My phone remains silent as minutes tick by. Just as I’m beginning to think she’s not going to respond, it buzzes with a message.

Emma:I know what channel the game is on, Mitchell. I’ve been watching hockey since before you had your driver’s license.

Me:Does that mean you’ll be watching?

Emma:Someone needs to make sure the Bears don’t injure my brother or any of his teammates.

It’s not a yes, but it’s not a no either. I’ll take it.

Me:You should wear a Bears jersey. It’ll look good on you.

Emma:I’d sooner wear a trash bag. Focus on your recovery, Chase.

I laugh out loud at that, drawing a curious look from Max who’s apparently woken up and moved to the adjacent armchair.

Me:Yes, ma’am. Enjoy the game, Blondie. May the best team win.

I don’t expect another response, but one comes anyway.

Emma:They will. Go Wolves.

I’m still smiling as I set the phone down. Tonight’s going to suck not being able to play as my team takes on our biggest rivals. But somehow, knowing Emma might be watching too, even if she’s rooting for the wrong team, makes it a little more bearable.

And that, more than anything, tells me I’m in dangerous territory with my physical therapist.

Emma

Chapter Seven

The applause is deafening. Thousands of people watching, holding their breath as I take position in the center of the ice. Fifteen years old, Junior Nationals, the culmination of nine years of training.

My costume catches the arena lights, glittering in royal blue and tiny crystals my mom spent three months sewing on by hand. Runaway by AURORA starts playing—soft at first, then building.

I move across the ice, feeling the familiar rush of cold air against my face, the smooth glide of my blades. The first jump is a triple Lutz, which I land. The crowd responds, but I tune them out, focused only on the next element.

Double axel-triple toe combination. Executed flawlessly. I’m flying now, confidence building with each successful move.

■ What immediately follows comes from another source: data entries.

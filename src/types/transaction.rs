//! Transaction-related types for the bank engine
//!
//! This module defines the money-movement kinds and the immutable records the
//! transaction history stores.

use super::account::{AccountId, CustomerId};
use super::error::BankError;
use chrono::{NaiveDate, NaiveDateTime};
use rust_decimal::Decimal;
use std::fmt;
use std::str::FromStr;

/// Money movements supported by the engine
#[derive(Debug, Clone, Copy, PartialEq, Eq, Hash)]
pub enum TransactionKind {
    /// Credit funds to an account
    Deposit,

    /// Debit funds from an account, possibly overdrawing it
    Withdraw,

    /// Move funds between two accounts, recorded once per leg
    Transfer,
}

impl TransactionKind {
    pub fn as_str(&self) -> &'static str {
        match self {
            TransactionKind::Deposit => "deposit",
            TransactionKind::Withdraw => "withdraw",
            TransactionKind::Transfer => "transfer",
        }
    }
}

impl fmt::Display for TransactionKind {
    fn fmt(&self, f: &mut fmt::Formatter<'_>) -> fmt::Result {
        f.write_str(self.as_str())
    }
}

impl FromStr for TransactionKind {
    type Err = BankError;

    fn from_str(s: &str) -> Result<Self, Self::Err> {
        match s.trim().to_lowercase().as_str() {
            "deposit" => Ok(TransactionKind::Deposit),
            "withdraw" | "withdrawal" => Ok(TransactionKind::Withdraw),
            "transfer" => Ok(TransactionKind::Transfer),
            other => Err(BankError::invalid_argument(format!(
                "transaction type must be deposit, withdraw or transfer, got '{}'",
                other
            ))),
        }
    }
}

/// History filter: a single kind, or every kind
#[derive(Debug, Clone, Copy, PartialEq, Eq, Default)]
pub enum KindFilter {
    #[default]
    All,
    Only(TransactionKind),
}

impl KindFilter {
    pub fn matches(&self, kind: TransactionKind) -> bool {
        match self {
            KindFilter::All => true,
            KindFilter::Only(wanted) => *wanted == kind,
        }
    }
}

impl From<TransactionKind> for KindFilter {
    fn from(kind: TransactionKind) -> Self {
        KindFilter::Only(kind)
    }
}

impl fmt::Display for KindFilter {
    fn fmt(&self, f: &mut fmt::Formatter<'_>) -> fmt::Result {
        match self {
            KindFilter::All => f.write_str("all"),
            KindFilter::Only(kind) => fmt::Display::fmt(kind, f),
        }
    }
}

impl FromStr for KindFilter {
    type Err = BankError;

    fn from_str(s: &str) -> Result<Self, Self::Err> {
        if s.trim().eq_ignore_ascii_case("all") {
            return Ok(KindFilter::All);
        }
        s.parse::<TransactionKind>()
            .map(KindFilter::Only)
            .map_err(|_| {
                BankError::invalid_argument(format!(
                    "please choose transaction type of deposit, withdraw, transfer, or all, got '{}'",
                    s.trim()
                ))
            })
    }
}

/// The other side of a transfer leg
#[derive(Debug, Clone, Copy, PartialEq, Eq)]
pub struct Counterparty {
    pub account: AccountId,

    /// Whether both accounts belong to the same customer
    pub own_account: bool,
}

/// One money movement as recorded in the transaction history
///
/// The amount is signed: credits are positive, debits negative. Withdrawals
/// store the negated *requested* amount, so limit accounting sees what the
/// customer asked for rather than what an overdraft ceiling let through.
#[derive(Debug, Clone, PartialEq)]
pub struct TransactionRecord {
    /// Customer who performed the movement (may be a banker)
    pub actor: CustomerId,

    pub account: AccountId,

    pub timestamp: NaiveDateTime,

    pub kind: TransactionKind,

    pub amount: Decimal,

    /// Set for transfer legs only
    pub counterparty: Option<Counterparty>,
}

impl TransactionRecord {
    pub fn deposit(
        actor: CustomerId,
        account: AccountId,
        timestamp: NaiveDateTime,
        amount: Decimal,
    ) -> Self {
        TransactionRecord {
            actor,
            account,
            timestamp,
            kind: TransactionKind::Deposit,
            amount: amount.abs(),
            counterparty: None,
        }
    }

    pub fn withdrawal(
        actor: CustomerId,
        account: AccountId,
        timestamp: NaiveDateTime,
        requested: Decimal,
    ) -> Self {
        TransactionRecord {
            actor,
            account,
            timestamp,
            kind: TransactionKind::Withdraw,
            amount: -requested.abs(),
            counterparty: None,
        }
    }

    /// The two legs of a transfer: (debit on `from`, credit on `to`)
    pub fn transfer_legs(
        actor: CustomerId,
        from: AccountId,
        to: AccountId,
        timestamp: NaiveDateTime,
        amount: Decimal,
        own_account: bool,
    ) -> (Self, Self) {
        let debit = TransactionRecord {
            actor,
            account: from,
            timestamp,
            kind: TransactionKind::Transfer,
            amount: -amount.abs(),
            counterparty: Some(Counterparty {
                account: to,
                own_account,
            }),
        };
        let credit = TransactionRecord {
            actor,
            account: to,
            timestamp,
            kind: TransactionKind::Transfer,
            amount: amount.abs(),
            counterparty: Some(Counterparty {
                account: from,
                own_account,
            }),
        };
        (debit, credit)
    }

    /// Calendar date of the record, ignoring the time of day
    pub fn date(&self) -> NaiveDate {
        self.timestamp.date()
    }

    pub fn is_debit(&self) -> bool {
        self.amount.is_sign_negative()
    }

    pub fn is_own_account_transfer(&self) -> bool {
        self.counterparty.is_some_and(|c| c.own_account)
    }
}

#[cfg(test)]
mod tests {
    use super::*;
    use rstest::rstest;

    fn timestamp() -> NaiveDateTime {
        NaiveDate::from_ymd_opt(2024, 3, 1)
            .unwrap()
            .and_hms_opt(9, 30, 0)
            .unwrap()
    }

    #[rstest]
    #[case("all", KindFilter::All)]
    #[case("ALL", KindFilter::All)]
    #[case("deposit", KindFilter::Only(TransactionKind::Deposit))]
    #[case("withdraw", KindFilter::Only(TransactionKind::Withdraw))]
    #[case(" transfer ", KindFilter::Only(TransactionKind::Transfer))]
    fn test_kind_filter_parsing(#[case] input: &str, #[case] expected: KindFilter) {
        assert_eq!(input.parse::<KindFilter>().unwrap(), expected);
    }

    #[test]
    fn test_kind_filter_rejects_unknown() {
        let err = "refund".parse::<KindFilter>().unwrap_err();
        assert!(err.to_string().contains("deposit, withdraw, transfer, or all"));
    }

    #[test]
    fn test_withdrawal_amount_is_negative() {
        let record = TransactionRecord::withdrawal(1, 100001, timestamp(), Decimal::from(150));
        assert_eq!(record.amount, Decimal::from(-150));
        assert!(record.is_debit());
        assert!(record.counterparty.is_none());
    }

    #[test]
    fn test_transfer_legs_reference_each_other() {
        let (debit, credit) =
            TransactionRecord::transfer_legs(7, 100001, 100002, timestamp(), Decimal::from(40), true);

        assert_eq!(debit.account, 100001);
        assert_eq!(debit.amount, Decimal::from(-40));
        assert_eq!(debit.counterparty.unwrap().account, 100002);
        assert_eq!(credit.account, 100002);
        assert_eq!(credit.amount, Decimal::from(40));
        assert_eq!(credit.counterparty.unwrap().account, 100001);
        assert!(debit.is_own_account_transfer());
        assert!(credit.is_own_account_transfer());
        assert_eq!(debit.amount + credit.amount, Decimal::ZERO);
    }
}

The program builds toward its climax—a triple axel, the jump that’s been my nemesis and triumph. I’ve landed it in practice, not consistently, but enough to warrant including it in my program. My coach warned against it, but I insisted.

I set up for the approach, gathering speed along the perimeter of the rink. Everything narrows to this moment. The bite of my blades against the ice, the tension in my muscles, the rotation I need to generate.

But something’s wrong. The approach feels off, my weight distribution slightly askew. A voice in my head screams to abort, to turn the triple into a double, to play it safe.